The Dog’s Gaze by Thomas Laqueur Review – the Art of the Canine, From Velázquez to Picasso

The Guardian – Books
The Guardian – BooksApr 17, 2026

Why It Matters

Understanding the dog’s gaze reveals how artists use familiar animals to mediate viewer engagement, a tactic that shapes interpretation and market appeal of historic and contemporary art.

Key Takeaways

  • Laqueur defines “dog’s gaze” as dogs bridging nature and culture
  • Dogs feature from Velázquez’s *Las Meninas* to Picasso’s Lump series
  • In Veronese’s *Wedding Feast at Cana*, six dogs serve narrative roles
  • Inquisition censored Veronese’s *Last Supper* for including a dog, prompting title change

Pulse Analysis

The relationship between humans and dogs stretches back millennia, yet it is only in the visual arts that the animal’s symbolic weight truly crystallizes. In *The Dog’s Gaze*, Thomas Laqueur positions the canine as the first companion that blurs the line between the natural world and cultural expression. By tracing depictions from Paleolithic cave shadows to Renaissance canvases, he shows how artists have repeatedly leveraged the dog’s familiar presence to anchor complex narratives and invite viewers into otherwise intimidating settings.

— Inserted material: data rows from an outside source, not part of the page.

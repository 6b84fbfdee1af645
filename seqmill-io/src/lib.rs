//! Flat-file codecs for seqmill sequence collections.
//!
//! Supported formats:
//! - **FASTA** — always available, parsed with needletail
//! - **GenBank** — via the `genbank` feature (enabled by default)
//! - **NEXUS** — via the `nexus` feature (enabled by default)
//! - **PHYLIP** — strict, relaxed and interleaved layouts, via the `phylip` feature
//! - **Stockholm** — via the `stockholm` feature (enabled by default)
//!
//! [`CodecRegistry`] maps each [`Format`](seqmill_seq::Format) to its codec;
//! [`read_collection`] builds a collection from a path, reader or text,
//! detecting the format when none is given.

mod draft;

pub mod detect;
pub mod fasta;
pub mod location;
pub mod registry;

#[cfg(feature = "genbank")]
pub mod genbank;

#[cfg(feature = "nexus")]
pub mod nexus;

#[cfg(feature = "phylip")]
pub mod phylip;

#[cfg(feature = "stockholm")]
pub mod stockholm;

pub use detect::{detect_format, read_collection, ReadOptions, Source};
pub use location::{format_location, parse_location};
pub use registry::{Codec, CodecRegistry};
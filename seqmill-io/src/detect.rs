//! Building collections from paths, streams, text or existing collections.
//!
//! When no format is given it is taken from the file extension, then from
//! the content itself.

use std::fmt;
use std::fs;
use std::io::Read;
use std::path::{Path, PathBuf};

use log::debug;

use seqmill_core::{Result, SeqmillError};
use seqmill_seq::{Alphabet, Format, SequenceCollection};

use crate::registry::CodecRegistry;

/// Where a collection comes from.
pub enum Source {
    Path(PathBuf),
    Reader(Box<dyn Read>),
    Text(String),
    /// An in-memory collection, taken as it is apart from the overrides.
    Collection(SequenceCollection),
}

impl Source {
    pub fn path(path: impl AsRef<Path>) -> Self {
        Source::Path(path.as_ref().to_path_buf())
    }

    pub fn text(text: impl Into<String>) -> Self {
        Source::Text(text.into())
    }

    pub fn reader(reader: impl Read + 'static) -> Self {
        Source::Reader(Box::new(reader))
    }
}

impl fmt::Debug for Source {
    fn fmt(&self, f: &mut fmt::Formatter<'_>) -> fmt::Result {
        match self {
            Source::Path(path) => f.debug_tuple("Path").field(path).finish(),
            Source::Reader(_) => f.write_str("Reader(..)"),
            Source::Text(text) => write!(f, "Text({} bytes)", text.len()),
            Source::Collection(col) => write!(f, "Collection({} records)", col.len()),
        }
    }
}

/// Overrides applied while reading.
#[derive(Debug, Clone, Default, PartialEq)]
#[cfg_attr(feature = "serde", derive(serde::Serialize, serde::Deserialize))]
pub struct ReadOptions {
    /// Input format; detected when unset.
    pub format: Option<Format>,
    /// Alphabet to force instead of the guessed one.
    pub alphabet: Option<Alphabet>,
    /// Output format; defaults to the input format.
    pub output_format: Option<Format>,
}

fn is_dimension_line(line: &str) -> bool {
    let mut parts = line.split_whitespace();
    let numeric = |p: Option<&str>| p.is_some_and(|p| p.bytes().all(|b| b.is_ascii_digit()));
    numeric(parts.next()) && numeric(parts.next()) && parts.next().is_none()
}

#[cfg(feature = "phylip")]
fn detect_phylip(text: &str) -> Format {
    use crate::phylip::{parse_phylip, PhylipLayout};

    // Interleaved files have a blank line followed by more residues after
    // the first block.
    let lines = text.lines().skip_while(|l| l.trim().is_empty()).skip(1);
    let mut seen_block = false;
    let mut interleaved = false;
    let mut after_blank = false;
    for line in lines {
        if line.trim().is_empty() {
            after_blank = seen_block;
        } else if after_blank {
            interleaved = true;
            break;
        } else {
            seen_block = true;
        }
    }

    let (strict, relaxed) = if interleaved {
        (PhylipLayout::Interleaved, PhylipLayout::InterleavedRelaxed)
    } else {
        (PhylipLayout::Sequential, PhylipLayout::SequentialRelaxed)
    };
    if parse_phylip(text, strict).is_ok() {
        strict.format()
    } else {
        relaxed.format()
    }
}

/// Guess the format of `text` from its first non-blank line.
pub fn detect_format(text: &str) -> Result<Format> {
    let first = text
        .lines()
        .find(|l| !l.trim().is_empty())
        .ok_or_else(|| SeqmillError::EmptyInput("no content to detect a format from".into()))?;
    let trimmed = first.trim_start();

    let format = if trimmed.starts_with('>') {
        Some(Format::Fasta)
    } else if trimmed.starts_with("LOCUS") {
        Some(Format::Genbank)
    } else if trimmed.to_ascii_uppercase().starts_with("#NEXUS") {
        Some(Format::Nexus)
    } else if trimmed.starts_with("# STOCKHOLM") {
        Some(Format::Stockholm)
    } else if is_dimension_line(trimmed) {
        #[cfg(feature = "phylip")]
        {
            Some(detect_phylip(text))
        }
        #[cfg(not(feature = "phylip"))]
        {
            Some(Format::Phylip)
        }
    } else {
        None
    };
    format.ok_or_else(|| {
        SeqmillError::Format(format!(
            "could not detect the format of input starting with '{}'",
            trimmed.chars().take(20).collect::<String>()
        ))
    })
}

fn read_path(path: &Path) -> Result<String> {
    fs::read_to_string(path).map_err(|e| {
        SeqmillError::Io(std::io::Error::new(
            e.kind(),
            format!("{}: {}", path.display(), e),
        ))
    })
}

/// Format named by a path's extension, if it names one.
fn format_from_extension(path: &Path) -> Option<Format> {
    path.extension()
        .and_then(|ext| ext.to_str())
        .and_then(|ext| ext.parse().ok())
}

/// Build a collection from `source`, applying `options`.
///
/// An alphabet override is checked against every record's residues.
pub fn read_collection(
    registry: &CodecRegistry,
    source: Source,
    options: &ReadOptions,
) -> Result<SequenceCollection> {
    let mut collection = match source {
        Source::Collection(collection) => collection,
        Source::Path(path) => {
            let text = read_path(&path)?;
            let format = match options.format.or_else(|| format_from_extension(&path)) {
                Some(format) => format,
                None => detect_format(&text)?,
            };
            debug!("reading {} as {}", path.display(), format);
            registry.parse(format, &text)?
        }
        Source::Reader(mut reader) => {
            let mut text = String::new();
            reader.read_to_string(&mut text)?;
            let format = match options.format {
                Some(format) => format,
                None => detect_format(&text)?,
            };
            registry.parse(format, &text)?
        }
        Source::Text(text) => {
            let format = match options.format {
                Some(format) => format,
                None => detect_format(&text)?,
            };
            registry.parse(format, &text)?
        }
    };

    if let Some(alphabet) = options.alphabet {
        collection.set_alphabet(alphabet)?;
    }
    if let Some(format) = options.output_format {
        collection = collection.with_output_format(format);
    }
    Ok(collection)
}
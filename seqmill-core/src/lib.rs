//! Shared primitives for the seqmill sequence-manipulation crates.
//!
//! - **Error types** — [`SeqmillError`] and [`Result`]
//! - **Traits** — [`Sequence`], [`ContentAddressable`], [`Annotated`], [`Summarizable`]
//! - **Hashing** — SHA-256 content addressing for serialized output

pub mod error;
pub mod hash;
pub mod traits;

pub use error::{Result, SeqmillError};
pub use traits::*;
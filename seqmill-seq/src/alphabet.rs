//! Alphabet definitions for biological sequence validation.
//!
//! An [`Alphabet`] is a runtime tag carried by every record and collection.
//! Operations check it once at their boundary instead of probing residues on
//! every call.

use std::fmt;
use std::str::FromStr;

use seqmill_core::{Result, SeqmillError};

/// IUPAC DNA alphabet: `ACGTNRYSWKMBDHV`.
const DNA_BYTES: &[u8] = b"ACGTNRYSWKMBDHV";

/// IUPAC RNA alphabet: `ACGUNRYSWKMBDHV`.
const RNA_BYTES: &[u8] = b"ACGUNRYSWKMBDHV";

/// Protein alphabet: 20 standard amino acids plus `XBZJUO*`.
const PROTEIN_BYTES: &[u8] = b"ACDEFGHIKLMNPQRSTVWYXBZJUO*";

/// Gap and missing-data symbols accepted by every alphabet.
pub const GAP_BYTES: &[u8] = seqmill_core::GAP_SYMBOLS;

/// Residue alphabet of a sequence.
#[derive(Debug, Clone, Copy, PartialEq, Eq, Hash, PartialOrd, Ord)]
#[cfg_attr(feature = "serde", derive(serde::Serialize, serde::Deserialize))]
pub enum Alphabet {
    Dna,
    Rna,
    Protein,
}

impl Alphabet {
    /// Human-readable name (e.g. "DNA").
    pub fn name(self) -> &'static str {
        match self {
            Alphabet::Dna => "DNA",
            Alphabet::Rna => "RNA",
            Alphabet::Protein => "Protein",
        }
    }

    /// The set of valid uppercase residue bytes, excluding gap symbols.
    pub fn residue_bytes(self) -> &'static [u8] {
        match self {
            Alphabet::Dna => DNA_BYTES,
            Alphabet::Rna => RNA_BYTES,
            Alphabet::Protein => PROTEIN_BYTES,
        }
    }

    /// Whether `b` is a residue of this alphabet (case-insensitive).
    pub fn is_residue(self, b: u8) -> bool {
        self.residue_bytes().contains(&b.to_ascii_uppercase())
    }

    /// Whether `b` may appear in a residue string of this alphabet.
    pub fn is_valid(self, b: u8) -> bool {
        self.is_residue(b) || GAP_BYTES.contains(&b)
    }

    /// DNA or RNA.
    pub fn is_nucleic(self) -> bool {
        matches!(self, Alphabet::Dna | Alphabet::Rna)
    }

    /// Check that every byte of `residues` is valid, reporting the first offender.
    pub fn validate(self, residues: &str) -> Result<()> {
        match residues.bytes().enumerate().find(|&(_, b)| !self.is_valid(b)) {
            None => Ok(()),
            Some((i, b)) => Err(SeqmillError::AlphabetMismatch(format!(
                "invalid {} residue '{}' (0x{:02X}) at position {}",
                self.name(),
                b as char,
                b,
                i
            ))),
        }
    }

    /// Guess the alphabet of a residue string.
    ///
    /// Gap symbols are ignored. If at least 90% of what remains is
    /// `ACGTUN`, the string is nucleic: RNA when it contains `U` but no `T`,
    /// DNA otherwise. Everything else is protein. Empty input guesses DNA.
    pub fn guess(residues: &str) -> Alphabet {
        let mut total = 0usize;
        let mut nucleic = 0usize;
        let mut has_t = false;
        let mut has_u = false;
        for b in residues.bytes().map(|b| b.to_ascii_uppercase()) {
            if GAP_BYTES.contains(&b) || b.is_ascii_whitespace() {
                continue;
            }
            total += 1;
            match b {
                b'A' | b'C' | b'G' | b'N' => nucleic += 1,
                b'T' => {
                    nucleic += 1;
                    has_t = true;
                }
                b'U' => {
                    nucleic += 1;
                    has_u = true;
                }
                _ => {}
            }
        }
        if total == 0 || nucleic * 10 >= total * 9 {
            if has_u && !has_t {
                Alphabet::Rna
            } else {
                Alphabet::Dna
            }
        } else {
            Alphabet::Protein
        }
    }

    /// Fail unless the alphabet is DNA or RNA.
    pub fn require_nucleic(self, operation: &str) -> Result<()> {
        if self.is_nucleic() {
            Ok(())
        } else {
            Err(SeqmillError::alphabet(
                operation,
                format!("requires nucleotide sequences, got {}", self.name()),
            ))
        }
    }

    /// Fail unless the alphabet is protein.
    pub fn require_protein(self, operation: &str) -> Result<()> {
        if self == Alphabet::Protein {
            Ok(())
        } else {
            Err(SeqmillError::alphabet(
                operation,
                format!("requires protein sequences, got {}", self.name()),
            ))
        }
    }
}

impl fmt::Display for Alphabet {
    fn fmt(&self, f: &mut fmt::Formatter<'_>) -> fmt::Result {
        f.write_str(self.name())
    }
}

impl FromStr for Alphabet {
    type Err = SeqmillError;

    fn from_str(s: &str) -> Result<Self> {
        match s.trim().to_ascii_lowercase().as_str() {
            "dna" | "nucl" | "nucleotide" => Ok(Alphabet::Dna),
            "rna" => Ok(Alphabet::Rna),
            "protein" | "prot" | "pep" | "aa" => Ok(Alphabet::Protein),
            other => Err(SeqmillError::InvalidInput(format!(
                "unknown alphabet '{other}'"
            ))),
        }
    }
}
//! Sequence records: id, description, residues and their annotations.

use indexmap::IndexMap;

use seqmill_core::{Annotated, ContentAddressable, Result, SeqmillError, Sequence, Summarizable};

use crate::alphabet::Alphabet;
use crate::feature::Feature;

/// Header metadata carried alongside a record (organism, accession, date, ...).
pub type Annotations = IndexMap<String, String>;

/// Annotation key holding the source organism.
pub const ORGANISM: &str = "organism";

/// A single biological sequence with its features.
///
/// Residues keep the case they were given; alphabet checks are
/// case-insensitive. Every feature segment must lie within the residues.
/// Residues and alphabet change only through checked methods.
#[derive(Debug, Clone, PartialEq)]
#[cfg_attr(feature = "serde", derive(serde::Serialize, serde::Deserialize))]
#[cfg_attr(feature = "serde", serde(try_from = "RawRecord"))]
pub struct SequenceRecord {
    pub id: String,
    pub description: String,
    pub(crate) alphabet: Alphabet,
    pub(crate) residues: String,
    pub features: Vec<Feature>,
    pub annotations: Annotations,
    /// Residues clipped off the front by the last frame selection.
    frame_prefix: String,
}

impl SequenceRecord {
    /// Create a record, validating the residues against `alphabet`.
    pub fn new(
        id: impl Into<String>,
        residues: impl Into<String>,
        alphabet: Alphabet,
    ) -> Result<Self> {
        let residues = residues.into();
        alphabet.validate(&residues)?;
        Ok(Self::from_validated(id.into(), residues, alphabet))
    }

    /// Create a record from residues already known to fit `alphabet`.
    pub(crate) fn from_validated(id: String, residues: String, alphabet: Alphabet) -> Self {
        Self {
            id,
            description: String::new(),
            alphabet,
            residues,
            features: Vec::new(),
            annotations: Annotations::new(),
            frame_prefix: String::new(),
        }
    }

    pub fn residues(&self) -> &str {
        &self.residues
    }

    pub fn alphabet(&self) -> Alphabet {
        self.alphabet
    }

    /// Replace the residues, keeping alphabet and features.
    ///
    /// Fails if the new residues do not fit the alphabet or are too short
    /// for an existing feature; the record is unchanged on failure.
    pub fn set_residues(&mut self, residues: impl Into<String>) -> Result<()> {
        let residues = residues.into();
        self.alphabet.validate(&residues)?;
        let old = std::mem::replace(&mut self.residues, residues);
        if let Err(e) = self.features.iter().try_for_each(|f| self.check_feature(f)) {
            self.residues = old;
            return Err(e);
        }
        Ok(())
    }

    pub fn with_description(mut self, description: impl Into<String>) -> Self {
        self.description = description.into();
        self
    }

    /// Attach a feature, failing if it reaches past the residues.
    pub fn with_feature(mut self, feature: Feature) -> Result<Self> {
        self.push_feature(feature)?;
        Ok(self)
    }

    /// Attach a feature, failing if it reaches past the residues.
    pub fn push_feature(&mut self, feature: Feature) -> Result<()> {
        self.check_feature(&feature)?;
        self.features.push(feature);
        Ok(())
    }

    pub fn with_annotation(mut self, key: impl Into<String>, value: impl Into<String>) -> Self {
        self.annotations.insert(key.into(), value.into());
        self
    }

    /// The organism annotation, if any.
    pub fn organism(&self) -> Option<&str> {
        self.annotations.get(ORGANISM).map(String::as_str)
    }

    /// Number of leading residues clipped by the last `select_frame`.
    pub fn frame_offset(&self) -> usize {
        self.frame_prefix.len()
    }

    pub(crate) fn frame_prefix(&self) -> &str {
        &self.frame_prefix
    }

    pub(crate) fn set_frame_prefix(&mut self, prefix: String) {
        self.frame_prefix = prefix;
    }

    pub(crate) fn take_frame_prefix(&mut self) -> String {
        std::mem::take(&mut self.frame_prefix)
    }

    /// Check residues and feature bounds.
    pub fn validate(&self) -> Result<()> {
        self.alphabet.validate(&self.residues)?;
        self.features.iter().try_for_each(|f| self.check_feature(f))
    }

    fn check_feature(&self, feature: &Feature) -> Result<()> {
        let end = feature.location.max_end();
        if end > self.residues.len() {
            return Err(SeqmillError::Range(format!(
                "{} feature of '{}' ends at {} past sequence length {}",
                feature.feature_type,
                self.id,
                end,
                self.residues.len()
            )));
        }
        Ok(())
    }
}

#[cfg(feature = "serde")]
#[derive(serde::Deserialize)]
struct RawRecord {
    id: String,
    description: String,
    alphabet: Alphabet,
    residues: String,
    features: Vec<Feature>,
    annotations: Annotations,
    #[serde(default)]
    frame_prefix: String,
}

#[cfg(feature = "serde")]
impl TryFrom<RawRecord> for SequenceRecord {
    type Error = SeqmillError;

    fn try_from(raw: RawRecord) -> Result<Self> {
        let rec = Self {
            id: raw.id,
            description: raw.description,
            alphabet: raw.alphabet,
            residues: raw.residues,
            features: raw.features,
            annotations: raw.annotations,
            frame_prefix: raw.frame_prefix,
        };
        rec.validate()?;
        Ok(rec)
    }
}

impl Sequence for SequenceRecord {
    fn as_bytes(&self) -> &[u8] {
        self.residues.as_bytes()
    }
}

impl Annotated for SequenceRecord {
    fn name(&self) -> &str {
        &self.id
    }

    fn description(&self) -> Option<&str> {
        (!self.description.is_empty()).then_some(self.description.as_str())
    }
}

impl ContentAddressable for SequenceRecord {
    fn content_bytes(&self) -> Vec<u8> {
        self.residues.as_bytes().to_vec()
    }
}

impl Summarizable for SequenceRecord {
    fn summary(&self) -> String {
        let unit = if self.alphabet == Alphabet::Protein { "aa" } else { "bp" };
        let preview_len = self.residues.len().min(20);
        let ellipsis = if self.residues.len() > 20 { "..." } else { "" };
        format!(
            "{} {} ({} {}, {} features): {}{}",
            self.id,
            self.alphabet,
            self.residues.len(),
            unit,
            self.features.len(),
            &self.residues[..preview_len],
            ellipsis
        )
    }
}

#[cfg(test)]
mod tests {
    use super::*;
    use crate::feature::{Location, Strand};

    fn gene(start: usize, end: usize) -> Feature {
        Feature::new("gene", Location::single(start, end, Strand::Forward).unwrap())
    }

    #[test]
    fn new_validates_residues() {
        assert!(SequenceRecord::new("s1", "ACGT", Alphabet::Dna).is_ok());
        assert!(matches!(
            SequenceRecord::new("s1", "ACGE", Alphabet::Dna),
            Err(SeqmillError::AlphabetMismatch(_))
        ));
    }

    #[test]
    fn keeps_case() {
        let rec = SequenceRecord::new("s1", "acGT", Alphabet::Dna).unwrap();
        assert_eq!(rec.residues, "acGT");
    }

    #[test]
    fn feature_bounds_checked() {
        let rec = SequenceRecord::new("s1", "ACGTACGT", Alphabet::Dna).unwrap();
        assert!(rec.clone().with_feature(gene(0, 8)).is_ok());
        assert!(matches!(
            rec.with_feature(gene(4, 9)),
            Err(SeqmillError::Range(_))
        ));
    }

    #[test]
    fn set_residues_is_checked() {
        let mut rec = SequenceRecord::new("s1", "ACGTACGT", Alphabet::Dna)
            .unwrap()
            .with_feature(gene(2, 6))
            .unwrap();
        assert!(matches!(
            rec.set_residues("MKV"),
            Err(SeqmillError::AlphabetMismatch(_))
        ));
        assert!(matches!(rec.set_residues("ACG"), Err(SeqmillError::Range(_))));
        assert_eq!(rec.residues(), "ACGTACGT");
        rec.set_residues("TTTTTT").unwrap();
        assert_eq!(rec.residues(), "TTTTTT");
        assert_eq!(rec.alphabet(), Alphabet::Dna);
    }

    #[cfg(feature = "serde")]
    #[test]
    fn deserialized_records_are_checked() {
        let rec = SequenceRecord::new("s1", "ACGT", Alphabet::Dna)
            .unwrap()
            .with_feature(gene(0, 4))
            .unwrap();
        let json = serde_json::to_string(&rec).unwrap();
        assert_eq!(serde_json::from_str::<SequenceRecord>(&json).unwrap(), rec);
        let bad = json.replace("\"ACGT\"", "\"ACGE\"");
        assert!(serde_json::from_str::<SequenceRecord>(&bad).is_err());
    }

    #[test]
    fn content_hash_tracks_residues() {
        let a = SequenceRecord::new("a", "ACGT", Alphabet::Dna).unwrap();
        let b = SequenceRecord::new("b", "ACGT", Alphabet::Dna).unwrap();
        assert_eq!(a.content_hash(), b.content_hash());
    }

    #[test]
    fn summary_mentions_units() {
        let rec = SequenceRecord::new("p1", "MKV", Alphabet::Protein).unwrap();
        assert_eq!(rec.summary(), "p1 Protein (3 aa, 0 features): MKV");
        assert_eq!(rec.frame_offset(), 0);
    }
}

Across centuries, the dog functions as a visual surrogate, translating elite subject matter into accessible experience. In Velázquez’s *Las Meninas*, the mastiff’s drooping stare grounds the courtly drama, while Veronese populates *The Wedding Feast at Cana* with six dogs that range from devout observers to opportunistic scavengers, subtly echoing the audience’s own curiosities. Picasso’s 1957 reinterpretations replace the royal mastiff with his own dachshund, Lump, turning the canine into a cheeky commentator on artistic tradition. These examples illustrate how the dog’s gaze can both stabilize composition and destabilize meaning, prompting viewers to question perspective and authority.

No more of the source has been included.